Environmental Activist

Lauren Singer (born 4 May 1991) is an American environmental activist, entrepreneur, investor, and blogger in the zero waste movement. She is most notable for claiming to collect all of the waste she has created since 2012 in a 16-ounce mason jar. Her blog, Trash Is for Tossers, documents her lifestyle. She is the founder of Package Free and The Simply Co.

==Early life and education==
Singer was born in New York City and raised in Westchester County, New York. She is Jewish. She received an undergraduate at New York University and received degrees in environmental studies and politics in 2013. She is a managing partner at Overview Capital, a venture fund investing in businesses addressing the mitigation of methane and other short-lived climate pollutants in their earliest stages. Singer previously worked as a sustainability manager for the New York City Department of Environmental Protection, prior to founding The Simply Co. and Package Free.

==Career and activism==
In 2012, Singer claims to have begun collecting the waste she produced in a 16-ounce mason jar, detailing her zero waste life on her blog Trash Is for Tossers. She simultaneously made her own personal care products and changing her consumer behavior to divert waste from landfill and divest from industries that cause environmental pollution.

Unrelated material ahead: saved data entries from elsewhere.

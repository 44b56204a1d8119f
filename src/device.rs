//! Device records and the device-to-metric mapper.
//!
//! The hub reports every device as a loosely typed JSON object: numbers may
//! arrive as JSON numbers or as strings, and utility readings embed their
//! unit (`"123.4 kWh"`). Records are therefore deserialized with every field
//! kept as an optional [`serde_json::Value`], and [`map_device`] applies the
//! validity rules for each field explicitly.
//!
//! A missing or invalid field only suppresses the observation for that one
//! metric; the record's other fields are still mapped.

use serde::{Deserialize, Serialize};
use serde_json::Value;

/// Label names shared by every device gauge, in declaration order.
pub const LABEL_NAMES: [&str; 6] = [
    "name",
    "idx",
    "type",
    "subtype",
    "hardwarename",
    "hardwaretype",
];

/// Device class, matching the hub's `filter` parameter.
#[derive(Debug, Clone, Copy, PartialEq, Eq, Hash, PartialOrd, Ord, Serialize)]
#[serde(rename_all = "lowercase")]
pub enum DeviceClass {
    Light,
    Temp,
    Weather,
    Utility,
}

impl DeviceClass {
    /// All classes, in polling order.
    pub const ALL: [DeviceClass; 4] = [
        DeviceClass::Light,
        DeviceClass::Temp,
        DeviceClass::Weather,
        DeviceClass::Utility,
    ];

    /// Filter value understood by the hub API.
    pub fn as_str(&self) -> &'static str {
        match self {
            DeviceClass::Light => "light",
            DeviceClass::Temp => "temp",
            DeviceClass::Weather => "weather",
            DeviceClass::Utility => "utility",
        }
    }

    /// Metrics a device of this class can report.
    pub fn metrics(&self) -> &'static [MetricName] {
        match self {
            DeviceClass::Light => &[
                MetricName::LightLevel,
                MetricName::LightStatus,
                MetricName::LightBatteryLevel,
            ],
            DeviceClass::Temp => &[
                MetricName::TempTemp,
                MetricName::TempHumidity,
                MetricName::TempBatteryLevel,
            ],
            DeviceClass::Weather => &[
                MetricName::WeatherTemp,
                MetricName::WeatherHumidity,
                MetricName::WeatherBarometer,
                MetricName::WeatherBatteryLevel,
            ],
            DeviceClass::Utility => &[
                MetricName::UtilityData,
                MetricName::UtilityUsage,
                MetricName::UtilityBatteryLevel,
            ],
        }
    }
}

impl std::fmt::Display for DeviceClass {
    fn fmt(&self, f: &mut std::fmt::Formatter<'_>) -> std::fmt::Result {
        f.write_str(self.as_str())
    }
}

/// The fixed set of device gauges.
#[derive(Debug, Clone, Copy, PartialEq, Eq, Hash, PartialOrd, Ord)]
pub enum MetricName {
    LightLevel,
    LightStatus,
    LightBatteryLevel,
    TempTemp,
    TempHumidity,
    TempBatteryLevel,
    WeatherTemp,
    WeatherHumidity,
    WeatherBarometer,
    WeatherBatteryLevel,
    UtilityData,
    UtilityUsage,
    UtilityBatteryLevel,
}

impl MetricName {
    /// Every metric, in declaration order.
    pub const ALL: [MetricName; 13] = [
        MetricName::LightLevel,
        MetricName::LightStatus,
        MetricName::LightBatteryLevel,
        MetricName::TempTemp,
        MetricName::TempHumidity,
        MetricName::TempBatteryLevel,
        MetricName::WeatherTemp,
        MetricName::WeatherHumidity,
        MetricName::WeatherBarometer,
        MetricName::WeatherBatteryLevel,
        MetricName::UtilityData,
        MetricName::UtilityUsage,
        MetricName::UtilityBatteryLevel,
    ];

    /// Metric name without the registry namespace.
    pub fn as_str(&self) -> &'static str {
        match self {
            MetricName::LightLevel => "light_level",
            MetricName::LightStatus => "light_status",
            MetricName::LightBatteryLevel => "light_battery_level",
            MetricName::TempTemp => "temp_temp",
            MetricName::TempHumidity => "temp_humidity",
            MetricName::TempBatteryLevel => "temp_battery_level",
            MetricName::WeatherTemp => "weather_temp",
            MetricName::WeatherHumidity => "weather_humidity",
            MetricName::WeatherBarometer => "weather_barometer",
            MetricName::WeatherBatteryLevel => "weather_battery_level",
            MetricName::UtilityData => "utility_data",
            MetricName::UtilityUsage => "utility_usage",
            MetricName::UtilityBatteryLevel => "utility_battery_level",
        }
    }

    /// HELP text for the exposition output.
    pub fn help(&self) -> &'static str {
        match self {
            MetricName::LightLevel => "Lighting device level 0-100 or 0-255",
            MetricName::LightStatus => "Lighting device status 0=off 1=on",
            MetricName::LightBatteryLevel => "Lighting device battery level 0-100 or 0-255",
            MetricName::TempTemp => "Temperature device temperature",
            MetricName::TempHumidity => "Temperature device humidity percentage 0-100",
            MetricName::TempBatteryLevel => "Temperature device battery level 0-100 or 0-255",
            MetricName::WeatherTemp => "Weather device temperature",
            MetricName::WeatherHumidity => "Weather device humidity percentage 0-100",
            MetricName::WeatherBarometer => "Weather device barometer",
            MetricName::WeatherBatteryLevel => "Weather device battery level 0-100 or 0-255",
            MetricName::UtilityData => "Utility device data",
            MetricName::UtilityUsage => "Utility device usage",
            MetricName::UtilityBatteryLevel => "Utility device battery level 0-100 or 0-255",
        }
    }
}

impl std::fmt::Display for MetricName {
    fn fmt(&self, f: &mut std::fmt::Formatter<'_>) -> std::fmt::Result {
        f.write_str(self.as_str())
    }
}

/// One device as reported by the hub.
///
/// Only the fields the mapper reads are kept; anything else in the payload
/// is ignored. JSON `null` deserializes as `None`.
#[derive(Debug, Clone, Default, PartialEq, Deserialize)]
pub struct DeviceRecord {
    #[serde(rename = "Name")]
    pub name: Option<Value>,
    pub idx: Option<Value>,
    #[serde(rename = "Type")]
    pub device_type: Option<Value>,
    #[serde(rename = "SubType")]
    pub sub_type: Option<Value>,
    #[serde(rename = "HardwareName")]
    pub hardware_name: Option<Value>,
    #[serde(rename = "HardwareType")]
    pub hardware_type: Option<Value>,

    #[serde(rename = "Level")]
    pub level: Option<Value>,
    #[serde(rename = "Status")]
    pub status: Option<Value>,
    #[serde(rename = "BatteryLevel")]
    pub battery_level: Option<Value>,
    #[serde(rename = "Temp")]
    pub temp: Option<Value>,
    #[serde(rename = "Humidity")]
    pub humidity: Option<Value>,
    #[serde(rename = "Barometer")]
    pub barometer: Option<Value>,
    #[serde(rename = "Data")]
    pub data: Option<Value>,
    #[serde(rename = "Usage")]
    pub usage: Option<Value>,
}

/// Identity labels of a device.
///
/// Absent identity fields are rendered as the empty string, since the label
/// schema has a fixed arity.
#[derive(Debug, Clone, Default, PartialEq, Eq, Hash, PartialOrd, Ord)]
pub struct DeviceLabels {
    pub name: String,
    pub idx: String,
    pub device_type: String,
    pub sub_type: String,
    pub hardware_name: String,
    pub hardware_type: String,
}

impl DeviceLabels {
    /// Extract the identity tuple from a record.
    pub fn from_record(record: &DeviceRecord) -> Self {
        Self {
            name: label_text(&record.name),
            idx: label_text(&record.idx),
            device_type: label_text(&record.device_type),
            sub_type: label_text(&record.sub_type),
            hardware_name: label_text(&record.hardware_name),
            hardware_type: label_text(&record.hardware_type),
        }
    }

    /// Label values in [`LABEL_NAMES`] order.
    pub fn values(&self) -> [&str; 6] {
        [
            &self.name,
            &self.idx,
            &self.device_type,
            &self.sub_type,
            &self.hardware_name,
            &self.hardware_type,
        ]
    }
}

/// One gauge sample derived from a device.
#[derive(Debug, Clone, PartialEq)]
pub struct Observation {
    pub metric: MetricName,
    pub labels: DeviceLabels,
    pub value: f64,
}

/// Convert one device record into its observations.
///
/// Returns between zero and `class.metrics().len()` observations, all sharing
/// the same label tuple.
pub fn map_device(class: DeviceClass, record: &DeviceRecord) -> Vec<Observation> {
    let readings: Vec<(MetricName, Option<f64>)> = match class {
        DeviceClass::Light => vec![
            (MetricName::LightLevel, numeric(&record.level)),
            (MetricName::LightStatus, switch_status(&record.status)),
            (MetricName::LightBatteryLevel, numeric(&record.battery_level)),
        ],
        DeviceClass::Temp => vec![
            (MetricName::TempTemp, numeric(&record.temp)),
            (MetricName::TempHumidity, numeric(&record.humidity)),
            (MetricName::TempBatteryLevel, numeric(&record.battery_level)),
        ],
        DeviceClass::Weather => vec![
            (MetricName::WeatherTemp, numeric(&record.temp)),
            (MetricName::WeatherHumidity, numeric(&record.humidity)),
            (MetricName::WeatherBarometer, numeric(&record.barometer)),
            (MetricName::WeatherBatteryLevel, numeric(&record.battery_level)),
        ],
        DeviceClass::Utility => vec![
            (MetricName::UtilityData, free_text_numeric(&record.data)),
            (MetricName::UtilityUsage, free_text_numeric(&record.usage)),
            (MetricName::UtilityBatteryLevel, numeric(&record.battery_level)),
        ],
    };

    let labels = DeviceLabels::from_record(record);
    readings
        .into_iter()
        .filter_map(|(metric, value)| {
            value.map(|value| Observation {
                metric,
                labels: labels.clone(),
                value,
            })
        })
        .collect()
}

/// Map every record of one class.
pub fn map_devices(class: DeviceClass, records: &[DeviceRecord]) -> Vec<Observation> {
    records
        .iter()
        .flat_map(|record| map_device(class, record))
        .collect()
}

fn label_text(value: &Option<Value>) -> String {
    match value {
        None | Some(Value::Null) => String::new(),
        Some(Value::String(s)) => s.clone(),
        Some(other) => other.to_string(),
    }
}

/// A finite JSON number, or a string holding one.
fn numeric(value: &Option<Value>) -> Option<f64> {
    match value.as_ref()? {
        Value::Number(n) => n.as_f64(),
        Value::String(s) => s.trim().parse::<f64>().ok(),
        _ => None,
    }
    .filter(|v| v.is_finite())
}

/// `1` for `ON`/`OPEN` in any case, `0` for any other string.
fn switch_status(value: &Option<Value>) -> Option<f64> {
    match value.as_ref()? {
        Value::String(s) => {
            let on = s.eq_ignore_ascii_case("ON") || s.eq_ignore_ascii_case("OPEN");
            Some(if on { 1.0 } else { 0.0 })
        }
        other => {
            tracing::debug!(status = %other, "Ignoring non-string device status");
            None
        }
    }
}

/// Numeric reading with an embedded unit, e.g. `"123.4 kWh"`.
fn free_text_numeric(value: &Option<Value>) -> Option<f64> {
    match value.as_ref()? {
        Value::Number(n) => n.as_f64().filter(|v| v.is_finite()),
        Value::String(s) => parse_free_text(s),
        _ => None,
    }
}

/// Keep only digits, `.` and `-`, then read the longest leading float.
pub fn parse_free_text(text: &str) -> Option<f64> {
    let stripped: String = text
        .chars()
        .filter(|c| c.is_ascii_digit() || *c == '.' || *c == '-')
        .collect();
    leading_float(&stripped)
}

fn leading_float(s: &str) -> Option<f64> {
    let bytes = s.as_bytes();
    let mut end = usize::from(bytes.first() == Some(&b'-'));

    let int_start = end;
    while end < bytes.len() && bytes[end].is_ascii_digit() {
        end += 1;
    }
    let mut digits = end - int_start;

    if end < bytes.len() && bytes[end] == b'.' {
        let frac_start = end + 1;
        let mut frac_end = frac_start;
        while frac_end < bytes.len() && bytes[frac_end].is_ascii_digit() {
            frac_end += 1;
        }
        digits += frac_end - frac_start;
        end = frac_end;
    }

    if digits == 0 {
        return None;
    }
    s[..end].parse::<f64>().ok().filter(|v| v.is_finite())
}
//! Poll scheduler.
//!
//! A [`Poller`] runs one fetch-map-publish cycle immediately and then on a
//! fixed interval. Cycles never overlap: a tick that arrives while a cycle
//! is still running is dropped, not queued.
//!
//! ```text
//!        start / tick
//!   Idle ─────────────▶ Polling ──┐
//!    ▲                            │ fetch 4 classes (joined)
//!    │                            │ map successful classes
//!    └──────── cycle done ◀───────┘ publish snapshot
//!        (tick while Polling = no-op)
//! ```

use std::sync::atomic::{AtomicBool, Ordering};
use std::sync::Arc;
use std::time::{Duration, Instant};

use serde::Serialize;
use tokio::sync::RwLock;
use tokio::time::MissedTickBehavior;
use tracing::{debug, error, info};

use crate::config::clamp_interval;
use crate::device::{map_devices, DeviceClass};
use crate::hub::{fetch_all, DeviceSource};
use crate::sink::{DeviceMetrics, MetricSink};

/// Scheduler state.
#[derive(Debug, Clone, Copy, PartialEq, Eq)]
pub enum PollState {
    Idle,
    Polling,
}

/// Marks the poller as [`PollState::Polling`] until dropped.
///
/// Dropping the guard (including during a panic unwind) returns the poller
/// to [`PollState::Idle`].
#[derive(Debug)]
pub struct PollGuard {
    polling: Arc<AtomicBool>,
}

impl Drop for PollGuard {
    fn drop(&mut self) {
        self.polling.store(false, Ordering::SeqCst);
    }
}

/// Per-class outcome of one cycle.
#[derive(Debug, Clone, Serialize)]
pub struct ClassReport {
    pub class: DeviceClass,
    pub devices: usize,
    #[serde(skip_serializing_if = "Option::is_none")]
    pub error: Option<String>,
}

/// Summary of one completed cycle.
#[derive(Debug, Clone, Serialize)]
pub struct CycleReport {
    pub classes: Vec<ClassReport>,
    /// Label combinations published
    pub series: usize,
    /// False if the new snapshot could not be built
    pub published: bool,
    pub duration_ms: u64,
    /// Unix time (ms) the cycle finished
    pub finished_at_ms: u64,
}

impl CycleReport {
    /// Classes whose fetch failed this cycle.
    pub fn failed_classes(&self) -> Vec<DeviceClass> {
        self.classes
            .iter()
            .filter(|c| c.error.is_some())
            .map(|c| c.class)
            .collect()
    }
}

/// Result of asking for a cycle.
#[derive(Debug, Clone)]
pub enum CycleOutcome {
    Completed(CycleReport),
    /// Another cycle was already running
    Skipped,
}

/// Running totals exposed by the status endpoint.
#[derive(Debug, Clone, Default, Serialize)]
pub struct PollStatus {
    pub cycles_completed: u64,
    pub cycles_failed: u64,
    pub ticks_skipped: u64,
    #[serde(skip_serializing_if = "Option::is_none")]
    pub last_cycle: Option<CycleReport>,
}

/// Drives poll cycles against a [`DeviceSource`] and publishes to a [`MetricSink`].
pub struct Poller<S> {
    source: S,
    sink: Arc<MetricSink>,
    interval: Duration,
    polling: Arc<AtomicBool>,
    status: RwLock<PollStatus>,
}

impl<S: DeviceSource> Poller<S> {
    /// Create a poller. `interval` is clamped to the minimum poll interval.
    pub fn new(source: S, sink: Arc<MetricSink>, interval: Duration) -> Self {
        Self {
            source,
            sink,
            interval: clamp_interval(interval),
            polling: Arc::new(AtomicBool::new(false)),
            status: RwLock::new(PollStatus::default()),
        }
    }

    /// Effective poll interval.
    pub fn interval(&self) -> Duration {
        self.interval
    }

    /// The device source.
    pub fn source(&self) -> &S {
        &self.source
    }

    /// The sink cycles publish to.
    pub fn sink(&self) -> &Arc<MetricSink> {
        &self.sink
    }

    /// Current scheduler state.
    pub fn state(&self) -> PollState {
        if self.polling.load(Ordering::SeqCst) {
            PollState::Polling
        } else {
            PollState::Idle
        }
    }

    /// Running totals.
    pub async fn status(&self) -> PollStatus {
        self.status.read().await.clone()
    }

    /// Move from `Idle` to `Polling`, or `None` if a cycle is running.
    pub fn try_begin(&self) -> Option<PollGuard> {
        self.polling
            .compare_exchange(false, true, Ordering::SeqCst, Ordering::SeqCst)
            .ok()
            .map(|_| PollGuard {
                polling: Arc::clone(&self.polling),
            })
    }

    /// Run one cycle now unless one is already running.
    pub async fn poll_once(&self) -> CycleOutcome {
        match self.try_begin() {
            Some(guard) => CycleOutcome::Completed(self.cycle(guard).await),
            None => {
                self.record_skip().await;
                CycleOutcome::Skipped
            }
        }
    }

    async fn cycle(&self, _guard: PollGuard) -> CycleReport {
        let started = Instant::now();
        debug!("Poll cycle started");

        let results = fetch_all(&self.source).await;

        let mut observations = Vec::new();
        let mut classes = Vec::with_capacity(results.len());
        for fetch in &results {
            match &fetch.devices {
                Ok(devices) => {
                    observations.extend(map_devices(fetch.class, devices));
                    debug!("{} devices = {}", fetch.class, devices.len());
                    classes.push(ClassReport {
                        class: fetch.class,
                        devices: devices.len(),
                        error: None,
                    });
                }
                Err(e) => classes.push(ClassReport {
                    class: fetch.class,
                    devices: 0,
                    error: Some(e.to_string()),
                }),
            }
        }

        let (published, series) = match DeviceMetrics::from_observations(&observations) {
            Ok(next) => {
                let series = next.series_count();
                self.sink.publish(next).await;
                (true, series)
            }
            Err(e) => {
                error!("Failed to build device metrics, keeping previous snapshot: {}", e);
                (false, 0)
            }
        };

        let report = CycleReport {
            classes,
            series,
            published,
            duration_ms: started.elapsed().as_millis() as u64,
            finished_at_ms: std::time::SystemTime::now()
                .duration_since(std::time::UNIX_EPOCH)
                .map(|d| d.as_millis() as u64)
                .unwrap_or(0),
        };

        {
            let mut status = self.status.write().await;
            if published {
                status.cycles_completed += 1;
            } else {
                status.cycles_failed += 1;
            }
            status.last_cycle = Some(report.clone());
        }

        debug!(
            series = report.series,
            duration_ms = report.duration_ms,
            "Poll cycle finished"
        );
        report
    }

    async fn record_skip(&self) {
        self.status.write().await.ticks_skipped += 1;
        debug!("Previous poll cycle still running, skipping tick");
    }
}

impl<S: DeviceSource + 'static> Poller<S> {
    /// Poll forever: first cycle immediately, then once per interval.
    ///
    /// Each cycle runs in its own task so a panic inside it is logged and the
    /// loop keeps ticking.
    pub async fn run(self: Arc<Self>) {
        let mut ticker = tokio::time::interval(self.interval);
        ticker.set_missed_tick_behavior(MissedTickBehavior::Skip);
        info!(interval = ?self.interval, "Starting poll loop");

        loop {
            ticker.tick().await;

            let Some(guard) = self.try_begin() else {
                self.record_skip().await;
                continue;
            };

            let poller = Arc::clone(&self);
            let cycle = tokio::spawn(async move { poller.cycle(guard).await });
            let poller = Arc::clone(&self);
            tokio::spawn(async move {
                if let Err(e) = cycle.await {
                    error!("Poll cycle aborted: {}", e);
                    poller.status.write().await.cycles_failed += 1;
                }
            });
        }
    }
}

impl<S> std::fmt::Debug for Poller<S> {
    fn fmt(&self, f: &mut std::fmt::Formatter<'_>) -> std::fmt::Result {
        f.debug_struct("Poller")
            .field("interval", &self.interval)
            .field("polling", &self.polling.load(Ordering::SeqCst))
            .finish_non_exhaustive()
    }
}
//! Colour palettes. A [`Theme`] is a plain value handed to the painter;
//! switching themes means passing a different value, nothing global changes.

use serde::{Deserialize, Serialize};

#[derive(Clone, Copy, Debug, PartialEq, Eq, Serialize, Deserialize)]
pub struct Rgba {
    pub r: u8,
    pub g: u8,
    pub b: u8,
    pub a: u8,
}

impl Rgba {
    pub const BLACK: Rgba = Rgba::rgb(0, 0, 0);
    pub const WHITE: Rgba = Rgba::rgb(255, 255, 255);
    pub const RED: Rgba = Rgba::rgb(255, 0, 0);

    pub const fn rgb(r: u8, g: u8, b: u8) -> Self {
        Self { r, g, b, a: 255 }
    }

    pub const fn rgba(r: u8, g: u8, b: u8, a: u8) -> Self {
        Self { r, g, b, a }
    }

    /// CSS colour, e.g. `#d4550080`.
    pub fn to_hex(self) -> String {
        if self.a == 255 {
            format!("#{:02x}{:02x}{:02x}", self.r, self.g, self.b)
        } else {
            format!("#{:02x}{:02x}{:02x}{:02x}", self.r, self.g, self.b, self.a)
        }
    }
}

#[derive(Clone, Copy, Debug, PartialEq, Eq)]
pub struct Theme {
    pub background: Rgba,
    pub frame: Rgba,
    pub bar: Rgba,
    pub rod: Rgba,
    pub bead: Rgba,
    pub bead_active: Rgba,
    pub bead_stroke: Rgba,
    pub bead_hover: Rgba,
    pub text: Rgba,
    pub rod_label: Rgba,
    pub decimal_marker: Rgba,
}

impl Theme {
    /// Palette with the common parts filled in; frame and bar share a colour.
    const fn base(background: Rgba, frame: Rgba, rod: Rgba, bead: Rgba, bead_active: Rgba) -> Self {
        Self {
            background,
            frame,
            bar: frame,
            rod,
            bead,
            bead_active,
            bead_stroke: Rgba::BLACK,
            bead_hover: Rgba::rgb(255, 224, 130),
            text: Rgba::BLACK,
            rod_label: Rgba::rgb(0x7a, 0x00, 0x26),
            decimal_marker: Rgba::RED,
        }
    }

    const fn dark_text(mut self) -> Self {
        self.text = Rgba::rgb(0xea, 0xea, 0xea);
        self.rod_label = Rgba::rgb(0xff, 0xb3, 0x47);
        self
    }
}

impl Default for Theme {
    fn default() -> Self {
        ThemeName::default().palette()
    }
}

#[derive(Clone, Copy, Debug, Default, PartialEq, Eq, Hash, Serialize, Deserialize)]
pub enum ThemeName {
    #[default]
    Classic,
    Dark,
    Light,
    Wood,
    ClassicWood,
    BlueSteel,
    Jade,
    Crimson,
    Solarized,
    Midnight,
    Ivory,
    HighContrast,
    Retro,
}

impl ThemeName {
    pub const ALL: [ThemeName; 13] = [
        ThemeName::Classic,
        ThemeName::Dark,
        ThemeName::Light,
        ThemeName::Wood,
        ThemeName::ClassicWood,
        ThemeName::BlueSteel,
        ThemeName::Jade,
        ThemeName::Crimson,
        ThemeName::Solarized,
        ThemeName::Midnight,
        ThemeName::Ivory,
        ThemeName::HighContrast,
        ThemeName::Retro,
    ];

    pub fn label(self) -> &'static str {
        match self {
            ThemeName::Classic => "Classic",
            ThemeName::Dark => "Dark",
            ThemeName::Light => "Light",
            ThemeName::Wood => "Wood",
            ThemeName::ClassicWood => "Classic Wood",
            ThemeName::BlueSteel => "Blue Steel",
            ThemeName::Jade => "Jade",
            ThemeName::Crimson => "Crimson",
            ThemeName::Solarized => "Solarized",
            ThemeName::Midnight => "Midnight",
            ThemeName::Ivory => "Ivory",
            ThemeName::HighContrast => "High Contrast",
            ThemeName::Retro => "Retro",
        }
    }

    pub fn palette(self) -> Theme {
        match self {
            ThemeName::Classic => Theme::base(
                Rgba::WHITE,
                Rgba::BLACK,
                Rgba::rgba(212, 85, 0, 128),
                Rgba::rgb(255, 255, 240),
                Rgba::rgb(160, 82, 45),
            ),
            ThemeName::Dark => Theme::base(
                Rgba::rgb(0x1e, 0x1e, 0x1e),
                Rgba::rgb(0xea, 0xea, 0xea),
                Rgba::rgb(0x99, 0x99, 0x99),
                Rgba::rgb(0x44, 0x44, 0x44),
                Rgba::rgb(0xff, 0x9f, 0x43),
            )
            .dark_text(),
            ThemeName::Light => Theme::base(
                Rgba::rgb(0xfd, 0xfd, 0xfd),
                Rgba::rgb(0x33, 0x33, 0x33),
                Rgba::rgb(0x77, 0x77, 0x77),
                Rgba::rgb(0xfa, 0xfa, 0xfa),
                Rgba::rgb(0xff, 0x6b, 0x6b),
            ),
            ThemeName::Wood => Theme::base(
                Rgba::rgb(0xf5, 0xe6, 0xcc),
                Rgba::rgb(0x3b, 0x1f, 0x00),
                Rgba::rgb(0xdd, 0x8d, 0x1d),
                Rgba::rgb(0xe8, 0xc8, 0x9b),
                Rgba::rgb(0x7a, 0x3b, 0x00),
            ),
            ThemeName::ClassicWood => Theme::base(
                Rgba::rgb(245, 235, 220),
                Rgba::rgb(139, 69, 19),
                Rgba::rgb(139, 69, 19),
                Rgba::rgb(255, 228, 196),
                Rgba::rgb(160, 82, 45),
            ),
            ThemeName::BlueSteel => Theme::base(
                Rgba::rgb(245, 245, 245),
                Rgba::rgb(0, 0, 128),
                Rgba::rgb(0, 0, 128),
                Rgba::rgb(176, 196, 222),
                Rgba::rgb(255, 215, 0),
            ),
            ThemeName::Jade => Theme::base(
                Rgba::rgb(240, 255, 240),
                Rgba::rgb(0, 100, 0),
                Rgba::rgb(0, 100, 0),
                Rgba::rgb(152, 251, 152),
                Rgba::rgb(34, 139, 34),
            ),
            ThemeName::Crimson => Theme::base(
                Rgba::rgb(255, 228, 225),
                Rgba::rgb(139, 0, 0),
                Rgba::rgb(139, 0, 0),
                Rgba::rgb(240, 128, 128),
                Rgba::rgb(178, 34, 34),
            ),
            ThemeName::Solarized => Theme::base(
                Rgba::rgb(245, 245, 220),
                Rgba::rgb(165, 42, 42),
                Rgba::rgb(139, 69, 19),
                Rgba::rgb(240, 230, 140),
                Rgba::rgb(255, 69, 0),
            ),
            ThemeName::Midnight => Theme::base(
                Rgba::rgb(15, 15, 30),
                Rgba::rgb(106, 90, 205),
                Rgba::rgb(106, 90, 205),
                Rgba::rgb(70, 130, 180),
                Rgba::rgb(0, 255, 255),
            )
            .dark_text(),
            ThemeName::Ivory => Theme::base(
                Rgba::rgb(255, 255, 240),
                Rgba::rgb(160, 82, 45),
                Rgba::rgb(160, 82, 45),
                Rgba::rgb(255, 228, 196),
                Rgba::rgb(205, 133, 63),
            ),
            ThemeName::HighContrast => Theme::base(
                Rgba::WHITE,
                Rgba::BLACK,
                Rgba::BLACK,
                Rgba::WHITE,
                Rgba::RED,
            ),
            ThemeName::Retro => Theme::base(
                Rgba::rgb(255, 255, 224),
                Rgba::rgb(128, 0, 0),
                Rgba::rgb(128, 0, 0),
                Rgba::rgb(210, 180, 140),
                Rgba::rgb(255, 140, 0),
            ),
        }
    }
}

Singer left her full-time job in 2014 and launched The Simply Co., an organic laundry detergent company. Her product was sold via Kickstarter’s website and at wholesale locations across the United States.

In 2017, Singer opened Package Free as a three-month pop-up shop in Williamsburg. In 2023, Singer co-founded Overview Capital.

Lauren Singer cited Rachel Carson and Bea Johnson as the authors and activists who inspired her interest in environmental sustainability.

Singer has been named a Business Insider "woman to watch", one of InStyle’s "50 badass women changing the world", and a Well+Good "2020 changemaker".